Customers consider insurers as among the top preferred providers for physical and financial wellness advice, according to the World Life and Health Insurance Report, published by Capgemini and Qorus. However, most insurers do not focus on engaging with customers and educating them on how to adopt and consistently use wellness solutions.
Wellness-as-a-service offers a model for life and health insurers seeking to keep up with evolving consumer needs, the report said. The report provides insights into customer preferences and strategies for insurers to provide wellness-as-a-service in individual and group lines.
As life expectancy increases and challenges like demographic trends, the retirement savings gap, medical inflation and a shortfall of healthcare workers grow, wellness is at the forefront of customers’ minds. The report found that 69% and 67% of customers are interested in physical and financial wellness, respectively, while 37% and 24% of policyholders rate insurers as their top potential partners for physical and financial wellness, respectively.
The report found that 83% of customers are looking for on-demand customer services, 78% for ongoing physical and financial guidance, and 74% for hyper-personalised value-added services and rewards. However, only 8% of insurers have established effective wellness-centric value propositions and built the capabilities necessary to sustain them.
The report found that insurtechs are ahead of traditional insurers in the key capabilities for hyper-personalisation, specifically artificial intelligence/machine learning (28% of insurtechs vs. 14% of insurers) and cloud (44% of insurtechs vs. 19% of insurers). Insurtechs and traditional insurers are largely aligned on product innovation. However, only 43% of insurers are effectively co-creating or innovating with strategic or ecosystem partners.
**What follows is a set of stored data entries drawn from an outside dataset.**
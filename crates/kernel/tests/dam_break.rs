//! Dam break: a block of fluid collapses inside a closed box.
//!
//! Runs the same scene sequentially and on the rayon pool and checks that
//! both stay contained, finite, and agree exactly.

use fluid_kernel::{ExecutionMode, ParticleRecord, Simulation, SimulationParams};

fn dam(spacing: f32, rest_density: f32) -> Vec<ParticleRecord> {
    let mass = rest_density * spacing * spacing * spacing;
    let mut records = Vec::new();
    let mut x = 0.5 * spacing;
    while x < 0.4 {
        let mut y = 0.5 * spacing;
        while y < 0.6 {
            let mut z = 0.5 * spacing;
            while z < 0.4 {
                records.push(ParticleRecord::at_rest([x, y, z], mass));
                z += spacing;
            }
            y += spacing;
        }
        x += spacing;
    }
    records
}

fn params(execution: ExecutionMode) -> SimulationParams {
    SimulationParams {
        smoothing_radius: 0.1,
        time_step: 0.0005,
        execution,
        ..Default::default()
    }
}

#[test]
fn collapse_stays_contained() {
    let records = dam(0.05, 1000.0);
    eprintln!("Fluid particles: {}", records.len());
    let mut sim = Simulation::initialize(params(ExecutionMode::Sequential), &records).unwrap();
    let start = sim.diagnostics();

    let mut collisions = 0;
    for _ in 0..10 {
        collisions += sim.step_n(40).unwrap().collisions;
        let snap = sim.snapshot();
        for (i, p) in snap.positions.iter().enumerate() {
            assert!(
                p.iter().all(|&v| (0.0..=1.0).contains(&v)),
                "particle {i} left the box at step {}: {p:?}",
                snap.step
            );
            assert!(snap.densities[i] >= 0.0 && snap.densities[i].is_finite());
        }
    }

    let end = sim.diagnostics();
    eprintln!(
        "after {} steps: collisions {collisions}, max density variation {:.3}, max speed {:.3}",
        sim.step_count(),
        end.max_density_variation,
        end.max_speed
    );
    assert!(collisions > 0, "fluid should have reached a wall");
    assert_eq!(start.total_mass, end.total_mass);
    assert!(end.max_speed.is_finite());
}

#[test]
fn parallel_matches_sequential() {
    let records = dam(0.05, 1000.0);
    let mut seq = Simulation::initialize(params(ExecutionMode::Sequential), &records).unwrap();
    let mut par = Simulation::initialize(params(ExecutionMode::Parallel), &records).unwrap();

    let seq_report = seq.step_n(100).unwrap();
    let par_report = par.step_n(100).unwrap();

    assert_eq!(seq_report, par_report);
    assert_eq!(seq.snapshot(), par.snapshot());
}
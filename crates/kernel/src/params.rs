//! Simulation parameters and their validation.

use serde::{Deserialize, Serialize};

use crate::boundary::WallPenalty;
use crate::eos::{EquationOfState, PressurePolicy};
use crate::error::{ConfigError, Quantity};
use crate::forces::Drag;
use crate::integrator::IntegrationScheme;
use crate::neighbor::NeighborGrid;
use crate::parallel::ExecutionMode;
use crate::particle::ParticleRecord;
use crate::sph::SmoothingKernels;

/// Largest neighbor grid (in cells) a domain may require.
pub const MAX_GRID_CELLS: u64 = 1 << 24;

/// Physical and numerical parameters of a run.
///
/// Immutable while the run steps; the host may swap them between steps via
/// [`crate::Simulation::reconfigure`].
#[derive(Debug, Clone, PartialEq, Serialize, Deserialize)]
pub struct SimulationParams {
    /// Kernel support radius h
    #[serde(default = "default_smoothing_radius")]
    pub smoothing_radius: f32,
    /// Rest density rho0
    #[serde(default = "default_rest_density")]
    pub rest_density: f32,
    /// Gas constant / stiffness k of the equation of state
    #[serde(default = "default_stiffness")]
    pub stiffness: f32,
    /// Dynamic viscosity coefficient mu
    #[serde(default = "default_viscosity")]
    pub viscosity: f32,
    /// Gravity vector
    #[serde(default = "default_gravity")]
    pub gravity: [f32; 3],
    /// Fixed time step dt
    #[serde(default = "default_time_step")]
    pub time_step: f32,
    /// Minimum corner of the simulation volume
    #[serde(default = "default_domain_min")]
    pub domain_min: [f32; 3],
    /// Maximum corner of the simulation volume
    #[serde(default = "default_domain_max")]
    pub domain_max: [f32; 3],
    /// Fraction of normal velocity kept (and reversed) at a wall
    #[serde(default = "default_restitution")]
    pub restitution: f32,
    /// Per-component velocity clamp
    #[serde(default = "default_max_speed")]
    pub max_speed: f32,
    /// Density to pressure relation
    #[serde(default)]
    pub equation_of_state: EquationOfState,
    /// Treatment of negative pressure
    #[serde(default)]
    pub pressure_policy: PressurePolicy,
    /// Optional soft repulsion near walls
    #[serde(default)]
    pub wall_penalty: Option<WallPenalty>,
    /// Optional linear drag toward an ambient flow
    #[serde(default)]
    pub drag: Option<Drag>,
    /// Run per-particle stage work on one thread or the rayon pool
    #[serde(default)]
    pub execution: ExecutionMode,
    /// Time integration scheme
    #[serde(default)]
    pub integrator: IntegrationScheme,
}

// Default values
fn default_smoothing_radius() -> f32 {
    0.1
}

fn default_rest_density() -> f32 {
    1000.0
}

fn default_stiffness() -> f32 {
    200.0
}

fn default_viscosity() -> f32 {
    0.25
}

fn default_gravity() -> [f32; 3] {
    [0.0, -9.81, 0.0]
}

fn default_time_step() -> f32 {
    0.001
}

fn default_domain_min() -> [f32; 3] {
    [0.0; 3]
}

fn default_domain_max() -> [f32; 3] {
    [1.0; 3]
}

fn default_restitution() -> f32 {
    0.5
}

fn default_max_speed() -> f32 {
    50.0
}

impl Default for SimulationParams {
    fn default() -> Self {
        Self {
            smoothing_radius: default_smoothing_radius(),
            rest_density: default_rest_density(),
            stiffness: default_stiffness(),
            viscosity: default_viscosity(),
            gravity: default_gravity(),
            time_step: default_time_step(),
            domain_min: default_domain_min(),
            domain_max: default_domain_max(),
            restitution: default_restitution(),
            max_speed: default_max_speed(),
            equation_of_state: EquationOfState::default(),
            pressure_policy: PressurePolicy::default(),
            wall_penalty: None,
            drag: None,
            execution: ExecutionMode::default(),
            integrator: IntegrationScheme::default(),
        }
    }
}

fn positive_finite(v: f32) -> bool {
    v.is_finite() && v > 0.0
}

impl SimulationParams {
    /// Check every parameter invariant.
    pub fn validate(&self) -> Result<(), ConfigError> {
        if !positive_finite(self.smoothing_radius) {
            return Err(ConfigError::SmoothingRadius(self.smoothing_radius));
        }
        if !SmoothingKernels::new(self.smoothing_radius).is_finite() {
            return Err(ConfigError::KernelCoefficients(self.smoothing_radius));
        }
        if !positive_finite(self.time_step) {
            return Err(ConfigError::TimeStep(self.time_step));
        }
        if !positive_finite(self.rest_density) {
            return Err(ConfigError::RestDensity(self.rest_density));
        }
        if !positive_finite(self.stiffness) {
            return Err(ConfigError::Stiffness(self.stiffness));
        }
        if !(self.viscosity.is_finite() && self.viscosity >= 0.0) {
            return Err(ConfigError::Viscosity(self.viscosity));
        }
        if !(0.0..=1.0).contains(&self.restitution) {
            return Err(ConfigError::Restitution(self.restitution));
        }
        // NaN fails the comparison; +inf disables the clamp.
        if !(self.max_speed > 0.0) {
            return Err(ConfigError::MaxSpeed(self.max_speed));
        }
        if let EquationOfState::Tait { gamma } = self.equation_of_state {
            if !positive_finite(gamma) {
                return Err(ConfigError::TaitGamma(gamma));
            }
        }
        if self.gravity.iter().any(|g| !g.is_finite()) {
            return Err(ConfigError::Gravity(self.gravity));
        }
        for axis in 0..3 {
            let min = self.domain_min[axis];
            let max = self.domain_max[axis];
            if !(min.is_finite() && max.is_finite() && min < max) {
                return Err(ConfigError::Domain { axis, min, max });
            }
        }
        let dims = NeighborGrid::dims_for(self.smoothing_radius, self.domain_min, self.domain_max);
        let cells = dims.iter().fold(1u64, |acc, &d| acc.saturating_mul(d as u64));
        if cells > MAX_GRID_CELLS {
            return Err(ConfigError::GridTooLarge {
                cells,
                limit: MAX_GRID_CELLS,
            });
        }
        if let Some(penalty) = self.wall_penalty {
            let ok = |v: f32| v.is_finite() && v >= 0.0;
            if !(ok(penalty.stiffness) && ok(penalty.margin)) {
                return Err(ConfigError::WallPenalty {
                    stiffness: penalty.stiffness,
                    margin: penalty.margin,
                });
            }
        }
        if let Some(drag) = self.drag {
            if !(drag.coefficient.is_finite() && drag.coefficient >= 0.0)
                || drag.ambient_velocity.iter().any(|v| !v.is_finite())
            {
                return Err(ConfigError::Drag {
                    coefficient: drag.coefficient,
                    ambient_velocity: drag.ambient_velocity,
                });
            }
        }
        Ok(())
    }
}

/// Check host-supplied initial particles: positive finite mass, finite state.
pub fn validate_particles(records: &[ParticleRecord]) -> Result<(), ConfigError> {
    for (index, record) in records.iter().enumerate() {
        if !positive_finite(record.mass) {
            return Err(ConfigError::Mass {
                index,
                mass: record.mass,
            });
        }
        if record.position.iter().any(|v| !v.is_finite()) {
            return Err(ConfigError::NonFiniteParticle {
                index,
                quantity: Quantity::Position,
            });
        }
        if record.velocity.iter().any(|v| !v.is_finite()) {
            return Err(ConfigError::NonFiniteParticle {
                index,
                quantity: Quantity::Velocity,
            });
        }
    }
    Ok(())
}
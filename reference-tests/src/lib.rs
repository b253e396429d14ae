//! Reference test framework for fluid simulation validation
//!
//! A [`ReferenceTest`] runs a configured scene for a fixed number of steps
//! and validates the final state (and, for rebound checks, the trajectory of
//! one particle) against analytical expectations.

pub mod analytical;
pub mod scenarios;


use fluid_kernel::{Diagnostics, SimError, Snapshot};
use fluid_orchestrator::{build_simulation, RunConfig};

/// Expected result criteria for a reference test
#[derive(Debug, Clone, Default)]
pub struct ExpectedResult {
    /// Particle position bounds validation
    pub position_bounds: Option<PositionBoundsCheck>,
    /// Conservation metrics validation
    pub conservation: Option<ConservationCheck>,
    /// Position of one particle against a known value
    pub trajectory: Option<TrajectoryCheck>,
    /// Rebound height of one particle after its first floor contact
    pub rebound: Option<ReboundCheck>,
    /// Upper bound on particle speed
    pub max_speed: Option<MaxSpeedCheck>,
}

/// Check that particles remain within specified bounds
#[derive(Debug, Clone)]
pub struct PositionBoundsCheck {
    /// Minimum allowed position [x, y, z]
    pub min: [f32; 3],
    /// Maximum allowed position [x, y, z]
    pub max: [f32; 3],
}

/// Check conservation metrics
#[derive(Debug, Clone)]
pub struct ConservationCheck {
    /// Maximum allowed relative mass error (0.0 to 1.0)
    pub max_mass_error: f64,
    /// Maximum allowed absolute momentum drift per axis, if momentum should be conserved
    pub max_momentum_drift: Option<f64>,
}

/// Check one particle's final position
#[derive(Debug, Clone)]
pub struct TrajectoryCheck {
    /// Particle index
    pub particle: usize,
    /// Expected final position
    pub expected: [f32; 3],
    /// Allowed distance from the expected position
    pub tolerance: f32,
}

/// Check the apex of one particle's first rebound
#[derive(Debug, Clone)]
pub struct ReboundCheck {
    /// Particle index
    pub particle: usize,
    /// Floor height
    pub floor_y: f32,
    /// Expected apex height above the floor
    pub expected_apex: f32,
    /// Relative tolerance (0.0 to 1.0)
    pub tolerance: f32,
}

/// Check that no particle moves faster than a limit
#[derive(Debug, Clone)]
pub struct MaxSpeedCheck {
    /// Largest allowed speed
    pub limit: f32,
}

/// Result of running a reference test
#[derive(Debug)]
pub struct TestResult {
    /// Test name
    pub name: String,
    /// Whether test passed
    pub passed: bool,
    /// Individual check results
    pub checks: Vec<CheckResult>,
    /// Final diagnostics
    pub diagnostics: Diagnostics,
    /// Number of timesteps executed
    pub timesteps: u64,
    /// Simulated time (seconds)
    pub sim_time: f64,
}

/// Result of an individual validation check
#[derive(Debug)]
pub struct CheckResult {
    /// Check name
    pub name: String,
    /// Whether check passed
    pub passed: bool,
    /// Detail message
    pub message: Option<String>,
}

impl CheckResult {
    fn pass(name: &str, message: String) -> Self {
        Self {
            name: name.to_string(),
            passed: true,
            message: Some(message),
        }
    }

    fn fail(name: &str, message: String) -> Self {
        Self {
            name: name.to_string(),
            passed: false,
            message: Some(message),
        }
    }
}

/// A reference test case
#[derive(Debug, Clone)]
pub struct ReferenceTest {
    /// Test name
    pub name: String,
    /// Run configuration (parameters and scene)
    pub config: RunConfig,
    /// Number of timesteps to run
    pub timesteps: u64,
    /// Expected results to validate
    pub expected: ExpectedResult,
}

impl ReferenceTest {
    /// Run the reference test and return results
    pub fn run(&self) -> Result<TestResult, SimError> {
        tracing::info!("Running reference test: {}", self.name);

        let mut simulation = build_simulation(&self.config)?;
        let initial = simulation.diagnostics();
        tracing::info!(
            "Initialized: {} particles, h={}",
            simulation.particle_count(),
            simulation.params().smoothing_radius,
        );

        // Heights of the tracked particle, one per step
        let tracked = self.expected.rebound.as_ref().map(|check| check.particle);
        let mut history = Vec::new();

        tracing::info!("Running {} timesteps...", self.timesteps);
        for step in 0..self.timesteps {
            simulation.step()?;
            if let Some(particle) = tracked {
                history.push(simulation.snapshot().positions[particle][1]);
            }

            // Log progress every 10% of steps
            if (step + 1) % (self.timesteps / 10).max(1) == 0 {
                let progress = ((step + 1) as f32 / self.timesteps as f32) * 100.0;
                tracing::info!("Progress: {:.0}% ({}/{})", progress, step + 1, self.timesteps);
            }
        }
        tracing::info!(
            "Simulation complete: {} steps, {:.6}s simulated",
            simulation.step_count(),
            simulation.time()
        );

        let snapshot = simulation.snapshot();
        let diagnostics = simulation.diagnostics();

        let mut checks = Vec::new();
        if let Some(ref bounds) = self.expected.position_bounds {
            checks.push(validate_position_bounds(&snapshot, bounds));
        }
        if let Some(ref conservation) = self.expected.conservation {
            checks.push(validate_conservation(&initial, &diagnostics, conservation));
        }
        if let Some(ref trajectory) = self.expected.trajectory {
            checks.push(validate_trajectory(&snapshot, trajectory));
        }
        if let Some(ref rebound) = self.expected.rebound {
            checks.push(validate_rebound(&history, rebound));
        }
        if let Some(ref speed) = self.expected.max_speed {
            checks.push(validate_max_speed(&diagnostics, speed));
        }

        Ok(TestResult {
            name: self.name.clone(),
            passed: checks.iter().all(|c| c.passed),
            checks,
            diagnostics,
            timesteps: simulation.step_count(),
            sim_time: simulation.time(),
        })
    }
}

/// Validate that particles remain within specified bounds
fn validate_position_bounds(snapshot: &Snapshot, bounds: &PositionBoundsCheck) -> CheckResult {
    let mut violations = 0;
    let mut max_violation = 0.0_f32;

    for pos in &snapshot.positions {
        for axis in 0..3 {
            let below = bounds.min[axis] - pos[axis];
            let above = pos[axis] - bounds.max[axis];
            if below > 0.0 || above > 0.0 || pos[axis].is_nan() {
                violations += 1;
                max_violation = max_violation.max(below.max(above));
            }
        }
    }

    if violations == 0 {
        CheckResult::pass(
            "Position Bounds",
            format!("all {} particles inside", snapshot.len()),
        )
    } else {
        CheckResult::fail(
            "Position Bounds",
            format!(
                "{} coordinates out of bounds (max violation: {:.6} m)",
                violations, max_violation
            ),
        )
    }
}

/// Validate conservation metrics against the initial state
fn validate_conservation(initial: &Diagnostics, current: &Diagnostics, check: &ConservationCheck) -> CheckResult {
    let mass_error = if initial.total_mass.abs() > 1.0e-12 {
        ((current.total_mass - initial.total_mass) / initial.total_mass).abs()
    } else {
        (current.total_mass - initial.total_mass).abs()
    };
    let momentum_drift = (0..3)
        .map(|axis| (current.momentum[axis] - initial.momentum[axis]).abs())
        .fold(0.0_f64, f64::max);

    let mut issues = Vec::new();
    if mass_error > check.max_mass_error {
        issues.push(format!(
            "Mass: {:.3}% (limit: {:.3}%)",
            mass_error * 100.0,
            check.max_mass_error * 100.0
        ));
    }
    if let Some(limit) = check.max_momentum_drift {
        if momentum_drift > limit {
            issues.push(format!("Momentum drift: {:.3e} (limit: {:.3e})", momentum_drift, limit));
        }
    }

    if issues.is_empty() {
        CheckResult::pass(
            "Conservation",
            format!("Mass: {:.3}%, momentum drift: {:.3e}", mass_error * 100.0, momentum_drift),
        )
    } else {
        CheckResult::fail("Conservation", issues.join(", "))
    }
}

/// Validate one particle's final position
fn validate_trajectory(snapshot: &Snapshot, check: &TrajectoryCheck) -> CheckResult {
    let Some(pos) = snapshot.positions.get(check.particle) else {
        return CheckResult::fail("Trajectory", format!("no particle {}", check.particle));
    };
    let distance = (0..3)
        .map(|a| (pos[a] - check.expected[a]).powi(2))
        .sum::<f32>()
        .sqrt();
    let message = format!(
        "particle {} at {:?}, expected {:?} (distance {:.3e}, tolerance {:.3e})",
        check.particle, pos, check.expected, distance, check.tolerance
    );
    if distance <= check.tolerance {
        CheckResult::pass("Trajectory", message)
    } else {
        CheckResult::fail("Trajectory", message)
    }
}

/// Validate the apex reached after the first floor contact
fn validate_rebound(history: &[f32], check: &ReboundCheck) -> CheckResult {
    let Some(contact) = history.iter().position(|&y| y <= check.floor_y) else {
        return CheckResult::fail("Rebound", "particle never reached the floor".to_string());
    };
    // Apex of the first rebound: highest point before the next contact
    let apex = history[contact + 1..]
        .iter()
        .take_while(|&&y| y > check.floor_y)
        .fold(check.floor_y, |max, &y| max.max(y))
        - check.floor_y;

    let error = (apex - check.expected_apex).abs() / check.expected_apex.abs().max(1.0e-9);
    let message = format!(
        "contact at step {}, apex {:.5} m, expected {:.5} m (error {:.2}%, tolerance {:.1}%)",
        contact + 1,
        apex,
        check.expected_apex,
        error * 100.0,
        check.tolerance * 100.0
    );
    if error <= check.tolerance {
        CheckResult::pass("Rebound", message)
    } else {
        CheckResult::fail("Rebound", message)
    }
}

/// Validate the largest particle speed
fn validate_max_speed(diagnostics: &Diagnostics, check: &MaxSpeedCheck) -> CheckResult {
    let message = format!("max speed {:.3e} (limit {:.3e})", diagnostics.max_speed, check.limit);
    if diagnostics.max_speed <= check.limit {
        CheckResult::pass("Max Speed", message)
    } else {
        CheckResult::fail("Max Speed", message)
    }
}

impl TestResult {
    /// Print a summary of the test result
    pub fn print_summary(&self) {
        println!("\n{}", "=".repeat(80));
        println!("Test: {}", self.name);
        println!("{}", "=".repeat(80));
        println!("Status: {}", if self.passed { "PASSED" } else { "FAILED" });
        println!("Timesteps: {}", self.timesteps);
        println!("Simulated time: {:.6} s", self.sim_time);
        println!("\nDiagnostics:");
        println!("  Max density variation: {:.2}%", self.diagnostics.max_density_variation * 100.0);
        println!("  Max speed: {:.4} m/s", self.diagnostics.max_speed);
        println!("  Kinetic energy: {:.6e} J", self.diagnostics.kinetic_energy);
        println!("  Total mass: {:.6} kg", self.diagnostics.total_mass);
        println!("\nValidation Checks:");
        for check in &self.checks {
            let status = if check.passed { "PASS" } else { "FAIL" };
            print!("  [{}] {}", status, check.name);
            if let Some(ref msg) = check.message {
                print!(" - {}", msg);
            }
            println!();
        }
        println!("{}", "=".repeat(80));
    }
}

/// Pass/fail tally over a whole suite run
#[derive(Debug, Clone, Copy, PartialEq, Eq)]
pub struct SuiteSummary {
    /// Scenarios that ran to completion
    pub completed: usize,
    /// Completed scenarios whose checks all passed
    pub passed: usize,
    /// Scenarios aborted by a simulation error
    pub errored: usize,
}

impl SuiteSummary {
    /// Tally completed results plus the number of scenarios that errored out
    pub fn new(results: &[TestResult], errored: usize) -> Self {
        Self {
            completed: results.len(),
            passed: results.iter().filter(|r| r.passed).count(),
            errored,
        }
    }

    /// Scenarios that failed a check or errored out
    pub fn failed(&self) -> usize {
        self.completed - self.passed + self.errored
    }

    /// Whether every scenario ran and passed
    pub fn all_passed(&self) -> bool {
        self.failed() == 0
    }

    /// One-line verdict for logs and the console
    pub fn verdict(&self) -> String {
        let status = if self.all_passed() { "ok" } else { "FAILED" };
        format!(
            "suite {}: {} of {} scenarios passed, {} failed checks, {} errors",
            status,
            self.passed,
            self.completed + self.errored,
            self.completed - self.passed,
            self.errored
        )
    }
}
“The last two years prove that wellness needs to be a priority, and insurers need to understand how to effectively deliver wellness services,” said Samantha Chow, global life annuity and health insurance sector leader at Capgemini. “This report demonstrates the need for insurers to transform and focus on hyper-personalised services that meet individual needs of customers. This means moving to a data-driven ‘wellness-as-a-service’ model with the technological innovation that prioritises the customer. This, in turn, will enable deeper engagement and help insurers reach out to customers as and when they need it most.”
The report said that in order to meet new customer expectations about physical and financial wellness, insurers should focus on three priorities:
- Insurers can help policyholders rebuild their physical wellness by accessing emergency and regular medical care, and their financial wellness by meeting current financial needs
- Insurers can support policyholders to prevent future physical wellness issues by ensuring adherence to medical prescriptions, physical therapy protocols or routine wellness visits. They can prevent financial challenges by helping customers prepare for unexpected expenses or educating them about income protection products
- Insurers can help policyholders improve physical wellness through ongoing health and life advice, and financial wellness by providing better financial planning options, opportunities and education
“Over the past few years, we have seen our insurer partners innovate and evolve to a prevention mindset for the benefit of all parties,” said John Berry, CEO of Qorus. “Indeed, customers engage better with insurers who genuinely care about their wellbeing. Insurers and governmental organisations see the benefits from shorter recovery times, and health issues that have been prevented, facilitated by the technological advances that allow better follow-up and support for all.”